Позади послышался гул легкого двигателя, и «шторк» Эрнста легко приземлился в двадцати ярдах от меня. Мы вылезли из своих кабин одновременно.
Лицо у него было белее мела. Все еще держась рукой за дверцу кабины, он стоял и просто смотрел на меня немигающим взглядом.
В конце концов, поскольку кто-то должен был нарушить молчание, я сказала:
– Со мной все в порядке, Эрнст. Все в порядке.
Он продолжал стоять неподвижно. Словно это он, а не я только что чудом избежал смерти.
Болезнь Эрнста началась в тот год. Вероятно, для него она являлась единственным выходом из невыносимой ситуации.
Однажды утром он вошел в свой кабинет и увидел, что рабочий стол завален совсем уж неимоверным количеством бумаг. Он истерическим голосом крикнул адъютанта:
– Как вы смеете захламлять мой стол? Тут карандаш положить некуда! Что это за мусор?
– Это накопилось за несколько дней, герр генерал. Вы здесь не появлялись.
– Да, у меня были более важные дела. Уберите все это.
– Герр генерал?…
– Уберите все это.
– Но что мне с этим делать?
– Бог мой, не знаю. Сожгите все к чертовой матери. Что это, кстати?
– Главным образом отчеты, герр генерал. И несколько писем, которые вам нужно подписать.
– Где письма?
Адъютант показал на одну из стопок.
– Хорошо. Это оставьте, а все остальное отнесите Плоху.
Плох разберется со всеми бумагами. Он человек толковый. Эрнст не знал, что бы он делал без Плоха.
Оставшись один, Эрнст безучастным взглядом посмотрел на стопку писем.
В самом низу лежал контракт. Заказ министерства на одну тысячу новых «Ме-210». «Ме-210» являлся усовершенствованной версией неудачного «110-го», столь плохо зарекомендовавшего себя в ходе операции «Орел». Вернее, не являлся. Профессор Мессершмитт взял чертежи у своих конструкторов и просто самолично все перечертил. Это был совершенно новый самолет. Профессор Мессершмитт по-настоящему любил только новые самолеты. Первый «Ме-210» не летал еще ни разу.

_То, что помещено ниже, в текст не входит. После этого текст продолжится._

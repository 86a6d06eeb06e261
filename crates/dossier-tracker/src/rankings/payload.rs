use std::path::Path;

use serde::{Deserialize, Serialize};
use url::Url;

use super::RankingImportError;

/// Leaderboard as produced by the ranking scrapers.
#[derive(Debug, Clone, PartialEq, Serialize, Deserialize)]
pub struct LeaderboardPayload {
    pub master_type: String,
    pub source: String,
    pub category: String,
    pub year: i32,
    pub source_url: String,
    #[serde(default)]
    pub region: Option<String>,
    pub entries: Vec<RankingEntry>,
    #[serde(default)]
    pub scraped_at: Option<String>,
}

#[derive(Debug, Clone, PartialEq, Serialize, Deserialize)]
pub struct RankingEntry {
    pub rank: u32,
    pub school_name: String,
    #[serde(default)]
    pub program_name: Option<String>,
    #[serde(default)]
    pub country: Option<String>,
    #[serde(default)]
    pub city: Option<String>,
    #[serde(default)]
    pub score: Option<f64>,
    #[serde(default)]
    pub notes: Option<String>,
    #[serde(default)]
    pub link: Option<String>,
    #[serde(default)]
    pub metadata: Option<serde_json::Value>,
}

impl LeaderboardPayload {
    /// Reads and validates a JSON payload file.
    pub fn from_path(path: &Path) -> Result<Self, RankingImportError> {
        let raw = std::fs::read_to_string(path).map_err(|source| RankingImportError::Io {
            path: path.to_path_buf(),
            source,
        })?;
        Self::from_json(&raw)
    }

    pub fn from_json(raw: &str) -> Result<Self, RankingImportError> {
        let payload: Self = serde_json::from_str(raw)?;
        payload.validate()?;
        Ok(payload)
    }

    pub fn validate(&self) -> Result<(), RankingImportError> {
        require_text("master_type", &self.master_type)?;
        require_text("source", &self.source)?;
        require_text("category", &self.category)?;
        if self.year < 1900 {
            return Err(invalid("year must be >= 1900"));
        }
        Url::parse(&self.source_url).map_err(|_| invalid("source_url must be a URL"))?;
        if self.entries.is_empty() {
            return Err(invalid("entries must contain at least 1 element"));
        }

        for (index, entry) in self.entries.iter().enumerate() {
            if entry.rank == 0 {
                return Err(invalid(format!("entries[{index}].rank must be >= 1")));
            }
            if entry.school_name.trim().is_empty() {
                return Err(invalid(format!("entries[{index}].school_name is required")));
            }
            if let Some(link) = &entry.link {
                Url::parse(link)
                    .map_err(|_| invalid(format!("entries[{index}].link must be a URL")))?;
            }
        }

        Ok(())
    }

    #[cfg(test)]
    pub(crate) fn sample() -> Self {
        Self {
            master_type: "mim".to_string(),
            source: "Financial Times".to_string(),
            category: "Master in Management".to_string(),
            year: 2025,
            source_url: "https://rankings.ft.com/rankings/2025".to_string(),
            region: Some("Europe".to_string()),
            entries: vec![
                RankingEntry::new(1, "Université Paris Dauphine", Some("Master Management")),
                RankingEntry::new(2, "HEC Paris", Some("Master in Management")),
                RankingEntry::new(3, "HEC Paris", None),
            ],
            scraped_at: None,
        }
    }
}

impl RankingEntry {
    pub fn new(rank: u32, school_name: &str, program_name: Option<&str>) -> Self {
        Self {
            rank,
            school_name: school_name.to_string(),
            program_name: program_name.map(str::to_string),
            country: None,
            city: None,
            score: None,
            notes: None,
            link: None,
            metadata: None,
        }
    }
}

fn require_text(field: &str, value: &str) -> Result<(), RankingImportError> {
    if value.trim().is_empty() {
        Err(invalid(format!("{field} is required")))
    } else {
        Ok(())
    }
}

fn invalid(message: impl Into<String>) -> RankingImportError {
    RankingImportError::Invalid(message.into())
}
use chrono::{DateTime, Utc};
use serde::{Deserialize, Serialize};

use crate::catalog::Deadline;
use crate::ids::{DeadlineId, ReminderId, UserId};

#[derive(Debug, Clone, Copy, PartialEq, Eq, Hash, Serialize, Deserialize)]
#[serde(rename_all = "snake_case")]
pub enum ReminderChannel {
    Email,
    Sms,
    Push,
}

impl ReminderChannel {
    pub fn label(self) -> &'static str {
        match self {
            ReminderChannel::Email => "email",
            ReminderChannel::Sms => "sms",
            ReminderChannel::Push => "push",
        }
    }
}

/// Reminders move from `Pending` to either `Sent` or `Error`, never back.
#[derive(Debug, Clone, Copy, PartialEq, Eq, Hash, Serialize, Deserialize)]
#[serde(rename_all = "snake_case")]
pub enum ReminderStatus {
    Pending,
    Sent,
    Error,
}

#[derive(Debug, Clone, PartialEq, Eq, Serialize)]
#[serde(rename_all = "camelCase")]
pub struct Reminder {
    pub id: ReminderId,
    pub user_id: UserId,
    pub deadline_id: DeadlineId,
    pub channel: ReminderChannel,
    pub send_at: DateTime<Utc>,
    pub status: ReminderStatus,
    pub last_error: Option<String>,
    pub sent_at: Option<DateTime<Utc>>,
    pub created_at: DateTime<Utc>,
}

impl Reminder {
    pub fn pending(
        user_id: UserId,
        deadline_id: DeadlineId,
        channel: ReminderChannel,
        send_at: DateTime<Utc>,
        now: DateTime<Utc>,
    ) -> Self {
        Self {
            id: ReminderId::generate(),
            user_id,
            deadline_id,
            channel,
            send_at,
            status: ReminderStatus::Pending,
            last_error: None,
            sent_at: None,
            created_at: now,
        }
    }

    /// Uniqueness key: one reminder per user, deadline, channel and send time.
    pub fn same_slot(&self, other: &Reminder) -> bool {
        self.user_id == other.user_id
            && self.deadline_id == other.deadline_id
            && self.channel == other.channel
            && self.send_at == other.send_at
    }

    pub fn mark_sent(&mut self, at: DateTime<Utc>) {
        self.status = ReminderStatus::Sent;
        self.sent_at = Some(at);
        self.last_error = None;
    }

    pub fn mark_failed(&mut self, reason: impl Into<String>) {
        self.status = ReminderStatus::Error;
        self.last_error = Some(reason.into());
    }
}

#[derive(Debug, Clone, PartialEq, Serialize)]
#[serde(rename_all = "camelCase")]
pub struct ReminderView {
    #[serde(flatten)]
    pub reminder: Reminder,
    pub deadline: Option<Deadline>,
}

#[derive(Debug, Clone, Deserialize)]
#[serde(rename_all = "camelCase")]
pub struct CreateReminderRequest {
    pub deadline_id: DeadlineId,
    pub send_at: DateTime<Utc>,
    #[serde(default)]
    pub channel: Option<ReminderChannel>,
}

/// Outcome of one dispatch pass.
#[derive(Debug, Clone, Copy, Default, PartialEq, Eq, Serialize)]
#[serde(rename_all = "camelCase")]
pub struct DispatchReport {
    pub attempted: usize,
    pub sent: usize,
    pub failed: usize,
}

Эрнст подписал заказ на тысячу самолетов, экспериментальный образец которых еще даже не поднимался в воздух, и отложил документ в сторону. Он высыпал несколько таблеток в ладонь и проглотил их, запив глотком бренди из фляжки, которую носил в заднем кармане. Он полагал, что Мессершмитт знает, что делает, и в свете сложившихся между ними отношений только на эту мысль ему и оставалось полагаться. Но временами Эрнст испытывал приступы приятного возбуждения и упоительного головокружения, словно катался на ярмарочной карусели, и плевать хотел на все. Ибо разве это была не ярмарка? Куда ни глянь, повсюду вокруг сверкали яркие огни, звучала жизнерадостная механическая музыка, мелькали гротескные персонажи в грубо намалеванных масках и свершалось бесконечное триумфальное движение по кругу.
В конце весны Эрнста вызвали к Толстяку в Прусское министерство.
Толстяк был мрачен. Он кивком указал Эрнсту на кресло в дальнем конце своего огромного стола. Не предложил Эрнсту сигарету, сигару или бокал вина и не стал заводить разговоров о тактике воздушного боя в Мировой войне. Он сразу приступил к делу.
– Мне нужны конкретные цифры. Данные по производству истребителей и бомбардировщиков за последние три месяца и надежный прогноз до конца года.
У Эрнста мгновенно промокла рубашка от пота, и давно знакомая боль запульсировала в ушах.
Спустя несколько мгновений Толстяк отщелкнул большим пальцем крышку шкатулки с турецкими сигаретами и подтолкнул ее к Эрнсту. Откинулся на спинку кресла: прямо Юпитер – встревоженный, но по-прежнему величественный в своем увешанном медалями мундире.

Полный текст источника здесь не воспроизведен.